Quimper : quelle sécurité pour les femmes ?

 

La sécurité est la première des libertés. Un état démocratique doit pouvoir assurer à ses citoyens le droit de vivre et circuler en toute sécurité pour leurs personnes et leurs biens. La déclaration de 1789 comme la déclaration universelle des droits de l’homme le précisent :
« Tout individu a droit à la vie, à la liberté et à la sûreté de sa personne. »

Penser sa ville en termes de sécurité est donc normal pour une ou un maire. Et il est bon de rappeler  combien l’espace public peut devenir parfois un espace de danger. C’est particulièrement vrai pour les femmes ; ce n’est pas un hasard si depuis quelques années la problématique des femmes dans l’espace public et de l’insécurité qu’elles peuvent y vivre a même entraîné une réflexion sur l’urbanisme. Les géographes le constatent : «Longtemps la ville a été conçue par et pour les hommes ».

Qu’en est-il de la polémique quimpéroise sur les dispositifs de sécurité ? Des trois mesures décidées, la plus pertinente est celle du recrutement d’agents de sécurité publique. Rien ne vaut en effet une présence humaine qui permet le dialogue, la connaissance des acteurs de terrain, la prévention.  C’est d’ailleurs le sens de la police de sécurité  du quotidien que veut mettre en place le gouvernement.

Les caméras de surveillance, on le sait, permettent au mieux de retrouver après coup les acteurs de délit, mais dès que leurs emplacements sont connus, le problème est simplement déplacé dans une autre zone. Elles posent de plus la question de la liberté individuelle du citoyen suivi dans tous ses actes dans l’espace public.

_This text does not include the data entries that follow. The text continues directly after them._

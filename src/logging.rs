//! File logging bootstrap.
//!
//! The terminal belongs to the TUI while the app runs, so diagnostics go to
//! rotating files instead of stderr. Messages use an `event=<name> key=value`
//! shape so the files stay greppable.

use std::path::Path;

use anyhow::{anyhow, Context, Result};
use flexi_logger::{Cleanup, Criterion, FileSpec, Logger, LoggerHandle, Naming, WriteMode};
use log::info;

const LOG_FILE_BASENAME: &str = "tome-todo-list";
const MAX_LOG_FILE_SIZE_BYTES: u64 = 2 * 1024 * 1024;
const MAX_LOG_FILES: usize = 5;

/// Start the file logger. The returned handle must stay alive for the rest
/// of the process, otherwise buffered lines are lost.
pub fn init_logging(level: &str, log_dir: &Path) -> Result<LoggerHandle> {
    let level = normalize_level(level)?;
    std::fs::create_dir_all(log_dir)
        .with_context(|| format!("failed to create log directory `{}`", log_dir.display()))?;

    let handle = Logger::try_with_str(level)
        .with_context(|| format!("invalid log level `{level}`"))?
        .log_to_file(
            FileSpec::default()
                .directory(log_dir)
                .basename(LOG_FILE_BASENAME),
        )
        .rotate(
            Criterion::Size(MAX_LOG_FILE_SIZE_BYTES),
            Naming::Numbers,
            Cleanup::KeepLogFiles(MAX_LOG_FILES),
        )
        .write_mode(WriteMode::BufferAndFlush)
        .append()
        .format_for_files(flexi_logger::detailed_format)
        .start()
        .context("failed to start logger")?;

    info!(
        "event=app_start status=ok platform={} version={} level={}",
        std::env::consts::OS,
        env!("CARGO_PKG_VERSION"),
        level
    );
    Ok(handle)
}

/// `debug` for debug builds, `info` for release builds.
pub fn default_log_level() -> &'static str {
    if cfg!(debug_assertions) {
        "debug"
    } else {
        "info"
    }
}

fn normalize_level(level: &str) -> Result<&'static str> {
    match level.trim().to_ascii_lowercase().as_str() {
        "trace" => Ok("trace"),
        "debug" => Ok("debug"),
        "info" => Ok("info"),
        "warn" | "warning" => Ok("warn"),
        "error" => Ok("error"),
        other => Err(anyhow!(
            "unsupported log level `{other}`; expected trace|debug|info|warn|error"
        )),
    }
}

Il en est de même pour  le dispositif « voisins solidaires ».  Les panneaux d’avertissement de « zone de vigilance » qui ressemblent étrangement à des panneaux d’avertissement de radars routiers, au-delà de la maladresse évidente dans la communication, indiquent qu’il y aurait des zones « sûres » dans Quimper, donc à éviter pour les délinquants,  et d’autres qui ne le seraient pas.  Le seul avantage  du dispositif est peut-être d’éviter les initiatives privées de défenseurs autoproclamés. Fort heureusement la solidarité de voisinage existe naturellement dans bien des cas. Quand un voisin part en vacances, on garde un œil sur sa maison, il vous donne les clés pour relever le courrier.  Il existe enfin le dispositif « tranquillité vacances » qui permet une surveillance de la maison après inscription au commissariat de police.

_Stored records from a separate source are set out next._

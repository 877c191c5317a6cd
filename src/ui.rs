//! Ratatui front-end for the reading log. The table, its forms and dialogs
//! live in submodules; only the app state and the event loop are public.

mod app;
mod forms;
mod helpers;
mod screens;
mod terminal;

pub use app::App;
pub use terminal::run_app;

Mais ni le maire, ni les élus Piero Rainero et Matthieu Stervinou, ni la LDH dans leurs communiqués  n’ont abordé la question spécifique de la sécurité des femmes. Or le dernier rapport sur la situation en matière d’égalité hommes et femmes, qui sera soumis en conseil communautaire et en conseil municipal, fait état d’une position défavorable de Quimper  en matières de violences sexuelles parmi les communes de même strate : 59éme sur 80.

On pourrait penser que l’argent consacré aux panneaux de « voisins solidaires » aurait été mieux employés à une campagne contre le harcèlement sexuel et les violences familiales.  On pourrait aussi imaginer, comme action solidaire, l’accompagnement  des personnes seules qui en ressentent le besoin quand elles doivent traverser Quimper la nuit en rentrant de la gare ou de tout autre lieu.

Toutes ces questions méritent un débat qui n’a pas malheureusement pas eu lieu.